◆ Problem description
Please keep to the lines below from the one with "the stream exits." through the one with "removed), followed by", and restate them word for word, ends included.

◆ Record extracts
use crate::backend::CaptureBackend;
use crate::encode::{EncodeFeeder, EncoderSampleBuilder};
use crate::env_config::{env_var_positive_u32, env_var_positive_u64};
use crate::error::{CaptureError, CaptureResult};
use crate::manager::{CaptureDeviceManager, CaptureStep, CapturedFrame};
use crate::region::Rect;

/// Configuration for a continuous capture stream.
#[derive(Clone, Debug)]
pub struct StreamConfig {
    /// Output to capture when the manager is not initialized yet.
    pub output_index: usize,
    /// Longest time a single acquire blocks waiting for a new frame.
    pub acquire_timeout_ms: u32,
    /// Target frames per second. `0` captures as fast as frames arrive.
    pub target_fps: u32,
    /// Frames buffered in the channel before new frames are dropped.
    pub buffer_depth: usize,
    /// Consecutive transient errors tolerated before the stream exits.
    pub max_consecutive_errors: usize,
    /// Device rebuild attempts after a device loss before giving up.
    pub max_recovery_attempts: u32,
    /// Delay before the first rebuild attempt; grows linearly per attempt.
    pub recovery_backoff: Duration,
    /// Output-local region to capture. `None` captures the whole output.
    pub region: Option<Rect>,
    /// Also emit frames whose pixels did not change (pointer-only or
    /// empty updates).
    pub emit_unchanged: bool,
}

impl Default for StreamConfig {
    fn default() -> Self {
        Self {
            output_index: 0,
            acquire_timeout_ms: 100,
            target_fps: 60,
            buffer_depth: 3,
            max_consecutive_errors: 30,
            max_recovery_attempts: 5,
            recovery_backoff: Duration::from_millis(250),
            region: None,
            emit_unchanged: false,
        }
    }
}

impl StreamConfig {
    /// Defaults overridden by `DUPL_CAPTURE_ACQUIRE_TIMEOUT_MS` and
    /// `DUPL_CAPTURE_TARGET_FPS`.
    pub fn from_env() -> Self {
        let mut config = Self::default();
        if let Some(timeout) = env_var_positive_u32("DUPL_CAPTURE_ACQUIRE_TIMEOUT_MS") {
            config.acquire_timeout_ms = timeout;
        }
        if let Some(fps) = env_var_positive_u64("DUPL_CAPTURE_TARGET_FPS") {
            config.target_fps = u32::try_from(fps).unwrap_or(u32::MAX);
        }
        config
    }
}
//! Folding move/dirty metadata into a single changed-region set.

use crate::error::{CaptureError, CaptureResult};
use crate::frame::FrameMetadata;
use crate::region::{MoveRect, Rect};

/// Regions that changed since the previous frame.
///
/// Moved regions come first (in source order, no-ops removed), followed by
/// every dirty rectangle. `total_area` sums each entry's area without
/// merging overlaps.
#[derive(Clone, Debug, Default, PartialEq, Eq)]
pub struct ChangedRegionSet {
    pub moved: Vec<MoveRect>,
    pub dirty: Vec<Rect>,
    pub total_area: u64,
}

impl ChangedRegionSet {
    pub fn is_empty(&self) -> bool {
        self.moved.is_empty() && self.dirty.is_empty()
    }

    pub fn len(&self) -> usize {
        self.moved.len() + self.dirty.len()
    }

    /// Destination rectangles of the moves, then the dirty rectangles.
    pub fn iter(&self) -> impl Iterator<Item = Rect> + '_ {
        self.moved
            .iter()
            .map(|mv| mv.destination)
            .chain(self.dirty.iter().copied())
    }

    pub fn bounding_rect(&self) -> Option<Rect> {
        self.iter()
            .filter(|rect| !rect.is_empty())
            .reduce(|acc, rect| acc.union(&rect))
    }

    /// Destination rectangles clipped to `bounds`, dropping those that fall
    /// outside entirely.
    pub fn clipped_to(&self, bounds: Rect) -> Vec<Rect> {
        self.iter().filter_map(|rect| rect.intersect(&bounds)).collect()
    }

    fn clear(&mut self) {
        self.moved.clear();
        self.dirty.clear();
        self.total_area = 0;
    }

    fn extend_from(&mut self, moves: &[MoveRect], dirty: &[Rect]) {
        for mv in moves.iter().filter(|mv| !mv.is_noop()) {
            self.total_area += mv.destination.area();
            self.moved.push(*mv);
        }
        for rect in dirty {
            self.total_area += rect.area();
            self.dirty.push(*rect);
        }
    }
}

pub fn reconcile(moves: &[MoveRect], dirty: &[Rect]) -> ChangedRegionSet {
    let mut set = ChangedRegionSet::default();
    set.extend_from(moves, dirty);
    set
}

/// Reconcile a frame's metadata, rejecting frames that report metadata
/// without the rectangles to back it.
pub fn reconcile_metadata(metadata: &FrameMetadata<'_>) -> CaptureResult<ChangedRegionSet> {
    let mut set = ChangedRegionSet::default();
    fill(&mut set, metadata)?;
    Ok(set)
}

fn fill(set: &mut ChangedRegionSet, metadata: &FrameMetadata<'_>) -> CaptureResult<()> {
    set.clear();
    if metadata.total_size == 0 {
        return Ok(());
    }
    let (Some(moves), Some(dirty)) = (metadata.move_rects, metadata.dirty_rects) else {
        return Err(CaptureError::CorruptedMetadata);
    };
    set.extend_from(moves, dirty);
    Ok(())
}

/// Reuses one [`ChangedRegionSet`] allocation across frames.
#[derive(Debug, Default)]
pub struct RegionReconciler {
    set: ChangedRegionSet,
}

impl RegionReconciler {
    pub fn new() -> Self {
        Self::default()
    }

    pub fn reconcile_into(&mut self, metadata: &FrameMetadata<'_>) -> CaptureResult<&ChangedRegionSet> {
        if let Err(err) = fill(&mut self.set, metadata) {
            self.set.clear();
            return Err(err);
        }
        Ok(&self.set)
    }

    pub fn last(&self) -> &ChangedRegionSet {
        &self.set
    }
}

◆ Your response
    /// Consecutive transient errors tolerated before the stream exits.
    pub max_consecutive_errors: usize,
    /// Device rebuild attempts after a device loss before giving up.
    pub max_recovery_attempts: u32,
    /// Delay before the first rebuild attempt; grows linearly per attempt.
    pub recovery_backoff: Duration,
    /// Output-local region to capture. `None` captures the whole output.
    pub region: Option<Rect>,
    /// Also emit frames whose pixels did not change (pointer-only or
    /// empty updates).
    pub emit_unchanged: bool,
}

impl Default for StreamConfig {
    fn default() -> Self {
        Self {
            output_index: 0,
            acquire_timeout_ms: 100,
            target_fps: 60,
            buffer_depth: 3,
            max_consecutive_errors: 30,
            max_recovery_attempts: 5,
            recovery_backoff: Duration::from_millis(250),
            region: None,
            emit_unchanged: false,
        }
    }
}

impl StreamConfig {
    /// Defaults overridden by `DUPL_CAPTURE_ACQUIRE_TIMEOUT_MS` and
    /// `DUPL_CAPTURE_TARGET_FPS`.
    pub fn from_env() -> Self {
        let mut config = Self::default();
        if let Some(timeout) = env_var_positive_u32("DUPL_CAPTURE_ACQUIRE_TIMEOUT_MS") {
            config.acquire_timeout_ms = timeout;
        }
        if let Some(fps) = env_var_positive_u64("DUPL_CAPTURE_TARGET_FPS") {
            config.target_fps = u32::try_from(fps).unwrap_or(u32::MAX);
        }
        config
    }
}
//! Folding move/dirty metadata into a single changed-region set.

use crate::error::{CaptureError, CaptureResult};
use crate::frame::FrameMetadata;
use crate::region::{MoveRect, Rect};

/// Regions that changed since the previous frame.
///
/// Moved regions come first (in source order, no-ops removed), followed by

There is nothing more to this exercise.